A big debate over a statewide texting while driving ban is brewing in Pierre.
As I mentioned last week, the state House passed a ban that would replace existing municipal bans against texting while driving. However, some state senators have criticized the House ban as being far too soft.
Last week's vote marks a major shift in the state House, as representatives have voted against a statewide texting ban for several years running.
Rep. Kristin Conzet (R-Rapid City) told the Argus Leader that there's been a culture shift in the House. She credits lawmakers for listening to constituents and changing their minds.
I doubt the motive for change in the House of Representatives was that pure.
My own theory is that past House opponents of the ban, some of whom sponsored this bill, could no longer stem the tide. They've had their collective finger in the dyke for years, trying to stop the mad rush toward a texting while driving ban.
However, cities threw a wrench in those efforts by passing their own texting bans.
Those efforts left opponents in the House with little to do except pass their own watered down ban, in the hopes of repealing and replacing more vigorous municipal texting bans.

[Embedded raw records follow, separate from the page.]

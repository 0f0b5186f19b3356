//! Configuration loading and validation.

use serde::{Deserialize, Serialize};
use std::fmt;
use std::path::{Path, PathBuf};
use thiserror::Error;

/// Configuration errors.
#[derive(Debug, Error)]
pub enum ConfigError {
    #[error("Failed to read config file: {0}")]
    ReadError(#[from] std::io::Error),

    #[error("Failed to parse config: {0}")]
    ParseError(#[from] toml::de::Error),

    #[error("Invalid configuration: {0}")]
    ValidationError(String),

    #[error("Environment variable {0} is not set; upstream API keys have no default")]
    MissingCredential(String),
}

/// Upstream API credential. Never printed.
#[derive(Clone)]
pub struct ApiKey(String);

impl ApiKey {
    pub fn new(key: impl Into<String>) -> Self {
        Self(key.into())
    }

    pub fn expose(&self) -> &str {
        &self.0
    }
}

impl fmt::Debug for ApiKey {
    fn fmt(&self, f: &mut fmt::Formatter<'_>) -> fmt::Result {
        write!(f, "ApiKey(<redacted>)")
    }
}

/// Upstream game-statistics API configuration.
///
/// `identity_url` may use `{region}`, `{name}` and `{tag}`; `rank_url` may use
/// `{region}` and `{puuid}`.
#[derive(Debug, Clone, Serialize, Deserialize)]
pub struct UpstreamConfig {
    #[serde(default = "default_identity_url")]
    pub identity_url: String,

    #[serde(default = "default_rank_url")]
    pub rank_url: String,

    /// Environment variable holding the identity API key
    #[serde(default = "default_identity_key_env")]
    pub identity_key_env: String,

    /// Header the identity key is sent in; only identity requests carry it
    #[serde(default = "default_identity_key_header")]
    pub identity_key_header: String,

    /// Environment variable holding the rank API key
    #[serde(default = "default_rank_key_env")]
    pub rank_key_env: String,

    /// Header the rank key is sent in; only rank requests carry it
    #[serde(default = "default_rank_key_header")]
    pub rank_key_header: String,

    /// Region used for identity lookups
    #[serde(default = "default_identity_region")]
    pub identity_region: String,

    /// Default region used for rank lookups
    #[serde(default = "default_rank_region")]
    pub rank_region: String,

    #[serde(default = "default_allowed_regions")]
    pub allowed_regions: Vec<String>,

    /// Per-call timeout in seconds
    #[serde(default = "default_timeout")]
    pub timeout_seconds: u64,

    /// Fail lookups whose rank payload matches no known shape
    #[serde(default)]
    pub strict_shapes: bool,
}

fn default_identity_url() -> String {
    "https://{region}.api.riotgames.com/riot/account/v1/accounts/by-riot-id/{name}/{tag}"
        .to_string()
}

fn default_rank_url() -> String {
    "https://api.henrikdev.xyz/valorant/v2/by-puuid/mmr/{region}/{puuid}".to_string()
}

fn default_identity_key_env() -> String {
    "RIOT_API_KEY".to_string()
}

fn default_identity_key_header() -> String {
    "X-Riot-Token".to_string()
}

fn default_rank_key_env() -> String {
    "HENRIK_API_KEY".to_string()
}

fn default_rank_key_header() -> String {
    "Authorization".to_string()
}

fn default_identity_region() -> String {
    "europe".to_string()
}

fn default_rank_region() -> String {
    "eu".to_string()
}

fn default_allowed_regions() -> Vec<String> {
    ["americas", "asia", "europe", "ap", "br", "eu", "kr", "latam", "na"]
        .iter()
        .map(|r| r.to_string())
        .collect()
}

fn default_timeout() -> u64 {
    12
}

impl Default for UpstreamConfig {
    fn default() -> Self {
        Self {
            identity_url: default_identity_url(),
            rank_url: default_rank_url(),
            identity_key_env: default_identity_key_env(),
            identity_key_header: default_identity_key_header(),
            rank_key_env: default_rank_key_env(),
            rank_key_header: default_rank_key_header(),
            identity_region: default_identity_region(),
            rank_region: default_rank_region(),
            allowed_regions: default_allowed_regions(),
            timeout_seconds: default_timeout(),
            strict_shapes: false,
        }
    }
}

fn key_from_env(name: &str) -> Result<ApiKey, ConfigError> {
    match std::env::var(name) {
        Ok(key) if !key.trim().is_empty() => Ok(ApiKey::new(key.trim())),
        _ => Err(ConfigError::MissingCredential(name.to_string())),
    }
}

impl UpstreamConfig {
    /// Read the identity API key from `identity_key_env`.
    pub fn identity_key(&self) -> Result<ApiKey, ConfigError> {
        key_from_env(&self.identity_key_env)
    }

    /// Read the rank API key from `rank_key_env`.
    pub fn rank_key(&self) -> Result<ApiKey, ConfigError> {
        key_from_env(&self.rank_key_env)
    }
}

/// Server configuration.
#[derive(Debug, Clone, Serialize, Deserialize)]
pub struct ServerConfig {
    #[serde(default = "default_host")]
    pub host: String,

    #[serde(default = "default_port")]
    pub port: u16,
}

fn default_host() -> String {
    "127.0.0.1".to_string()
}

fn default_port() -> u16 {
    8080
}

impl Default for ServerConfig {
    fn default() -> Self {
        Self {
            host: default_host(),
            port: default_port(),
        }
    }
}

/// Domain verification file served at `/riot.txt`.
#[derive(Debug, Clone, Default, Serialize, Deserialize)]
pub struct VerificationConfig {
    #[serde(default)]
    pub file: Option<PathBuf>,
}

/// Where a loaded configuration came from.
#[derive(Debug, Clone, PartialEq, Eq)]
pub enum ConfigSource {
    File(PathBuf),
    /// No file at the given path; built-in defaults were used
    Defaults(PathBuf),
}

impl fmt::Display for ConfigSource {
    fn fmt(&self, f: &mut fmt::Formatter<'_>) -> fmt::Result {
        match self {
            ConfigSource::File(path) => write!(f, "config file {}", path.display()),
            ConfigSource::Defaults(path) => {
                write!(f, "built-in defaults (no config at {})", path.display())
            }
        }
    }
}

/// Main application configuration.
#[derive(Debug, Clone, Serialize, Deserialize)]
pub struct AppConfig {
    #[serde(default = "default_log_level")]
    pub log_level: String,

    #[serde(default)]
    pub server: ServerConfig,

    #[serde(default)]
    pub upstream: UpstreamConfig,

    #[serde(default)]
    pub verification: VerificationConfig,
}

fn default_log_level() -> String {
    "info".to_string()
}

impl Default for AppConfig {
    fn default() -> Self {
        Self {
            log_level: default_log_level(),
            server: ServerConfig::default(),
            upstream: UpstreamConfig::default(),
            verification: VerificationConfig::default(),
        }
    }
}

impl AppConfig {
    /// Load configuration from a TOML file.
    pub fn from_file(path: &Path) -> Result<Self, ConfigError> {
        let contents = std::fs::read_to_string(path)?;
        let config: AppConfig = toml::from_str(&contents)?;
        config.validate()?;
        Ok(config)
    }

    /// Load `path` if it exists, otherwise fall back to built-in defaults.
    ///
    /// Runs before logging is set up, so the caller reports the returned
    /// `ConfigSource` once it can.
    pub fn load_or_default(path: &Path) -> Result<(Self, ConfigSource), ConfigError> {
        if path.exists() {
            let config = Self::from_file(path)?;
            Ok((config, ConfigSource::File(path.to_path_buf())))
        } else {
            let config = Self::default();
            config.validate()?;
            Ok((config, ConfigSource::Defaults(path.to_path_buf())))
        }
    }

    /// Validate the configuration.
    pub fn validate(&self) -> Result<(), ConfigError> {
        let upstream = &self.upstream;

        if upstream.timeout_seconds == 0 || upstream.timeout_seconds > 60 {
            return Err(ConfigError::ValidationError(
                "Upstream timeout must be between 1 and 60 seconds".to_string(),
            ));
        }

        if self.server.port == 0 {
            return Err(ConfigError::ValidationError(
                "Server port must be greater than 0".to_string(),
            ));
        }

        for (field, value) in [
            ("identity_key_env", &upstream.identity_key_env),
            ("identity_key_header", &upstream.identity_key_header),
            ("rank_key_env", &upstream.rank_key_env),
            ("rank_key_header", &upstream.rank_key_header),
        ] {
            if value.trim().is_empty() {
                return Err(ConfigError::ValidationError(format!(
                    "{} must not be empty",
                    field
                )));
            }
        }

        if upstream.allowed_regions.is_empty() {
            return Err(ConfigError::ValidationError(
                "allowed_regions must list at least one region".to_string(),
            ));
        }

        for (field, region) in [
            ("identity_region", &upstream.identity_region),
            ("rank_region", &upstream.rank_region),
        ] {
            if !upstream
                .allowed_regions
                .iter()
                .any(|r| r.eq_ignore_ascii_case(region))
            {
                return Err(ConfigError::ValidationError(format!(
                    "{} \"{}\" is not in allowed_regions",
                    field, region
                )));
            }
        }

        for placeholder in ["{name}", "{tag}"] {
            if !upstream.identity_url.contains(placeholder) {
                return Err(ConfigError::ValidationError(format!(
                    "identity_url must contain {}",
                    placeholder
                )));
            }
        }

        if !upstream.rank_url.contains("{puuid}") {
            return Err(ConfigError::ValidationError(
                "rank_url must contain {puuid}".to_string(),
            ));
        }

        Ok(())
    }
}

At least, that's my theory. I don't believe the motives of House members are as grandiose as has been suggested.
Personally, I don't believe in texting bans. Studies have shown the bans often result in an increase in accidents. They also result in few citations because they are difficult to enforce.
However, I do understand politicians. Most are highly motivated by a desire to be seen as doing something, especially on an issue which has become infuriating to the public.
In my view, the legislature ought to sit this one out. Texting bans should be left to local control. Let's hope the South Dakota Senate is more committed to that ideal than the state House.